Dev frowns, pressing his ear to the door tentatively. His hand curls around his bag's handle. He realises that a bag filled with a phone charger and a few papers isn't likely to make a good weapon, but it beats embarrassingly improvised martial arts so he doesn't let go of it.

He glances about awkwardly, looking for somewhere to leave the flowers. He didn't want to make his heroic battle with the intruder look like a confusing romantic gesture, but there's nowhere to leave them. He settles for keeping them reluctantly. If the intruder asks, he'll just roll off a one-liner like, "I wasn't expecting company!"

Dev does not know what to do in the event of a burglary (and possible kidnap?). He doesn't know how to fight, so that rules out combat. His tall, lanky frame makes him look less intimidating and more goofy, so a good old-fashioned confrontation is out of the question. He decides that surprise is the best (and only) weapon in his arsenal.

He bursts through the door and screams, "FREEZE, INTRUDER!"

A girl screams, and a bowl of summer berry granola shatters over the hardwood floor.

"Shit," states Clara.

Dev drops the daffodils.

Clara, standing in the middle of Dev's living room, looks different. Her hair is longer, she's lost her tan, and she's wearing Dev's shirt like a jacket over some shorts and a very green bra.

And he doesn't know where to begin. It's been four years. It's been four years of silence and absence and nonexistence and now she's in his flat, in his shirt, eating his granola. It's almost to weird to comprehend.

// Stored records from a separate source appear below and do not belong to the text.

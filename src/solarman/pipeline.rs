use futures::future::try_join_all;
use jiff::civil::Date;
use log::info;
use serde_json::Value;

use crate::interval::month::Month;
use crate::solarman::stats::{flatten, DailyRecord};
use crate::solarman::{SolarmanClient, SolarmanError};

impl SolarmanClient {
    /// Fetch the monthly payloads covering `[start, end]`, one request per
    /// calendar month, all in flight at once.  The output is in month order,
    /// not completion order.  The first failure fails the whole call.
    pub async fn fetch_range(
        &self,
        token: &str,
        start: Date,
        end: Date,
    ) -> Result<Vec<Value>, SolarmanError> {
        let months = Month::containing(start)
            .up_to(Month::containing(end))
            .ok_or(SolarmanError::InvalidRange(start, end))?;
        info!("fetching {} months of generation history ...", months.len());
        try_join_all(months.iter().map(|month| self.fetch_month(token, *month))).await
    }

    /// Run the whole pipeline: log in, discover the organization, log in
    /// again with organization scope, download every month of `[start, end]`
    /// concurrently, and flatten the payloads into daily records.
    pub async fn download_generation(
        &self,
        username: &str,
        clear_text_pwd: &str,
        start: Date,
        end: Date,
    ) -> Result<Vec<DailyRecord>, SolarmanError> {
        let token = self.acquire_token(username, clear_text_pwd, None).await?;
        let org_id = self.find_org_id(&token).await?;
        let token = self
            .acquire_token(username, clear_text_pwd, Some(&org_id))
            .await?;
        let payloads = self.fetch_range(&token, start, end).await?;
        let records = flatten(payloads)?;
        info!("downloaded {} daily records", records.len());
        Ok(records)
    }
}

#[cfg(test)]
mod tests {
    use std::env;
    use std::error::Error;
    use std::path::Path;

    use jiff::civil::date;
    use log::info;

    use crate::solarman::SolarmanClient;

    #[ignore]
    #[tokio::test]
    async fn download_live() -> Result<(), Box<dyn Error>> {
        let _ = env_logger::builder()
            .filter_level(log::LevelFilter::Info)
            .is_test(true)
            .try_init();
        dotenvy::from_path(Path::new(".env/test.env")).unwrap();
        let username = env::var("SOLARMAN_USER")?;
        let password = env::var("SOLARMAN_PASSWORD")?;
        let client = SolarmanClient::prod();
        let records = client
            .download_generation(&username, &password, date(2023, 1, 15), date(2023, 2, 10))
            .await?;
        info!("got {} daily records", records.len());
        assert!(!records.is_empty());
        Ok(())
    }
}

"Is this...is this like some kind of weird dream?" he asks, batting the door shut distractedly. He doesn't take his eyes off her. "Because I mean, it's weird that I'd dream about ten solid hours working at a pharmacy, but I'm also not willing to accept that this is real life."

Her mouth is hanging open slightly. "Dev?" she manages. "You...I mean..." She stops. "You know Rachel?"

"I...what?" It seems like a weird thing to focus on in this situation. "You mean Rebecca? Yeah. I know her." Then he says, "Clara, it's been four years."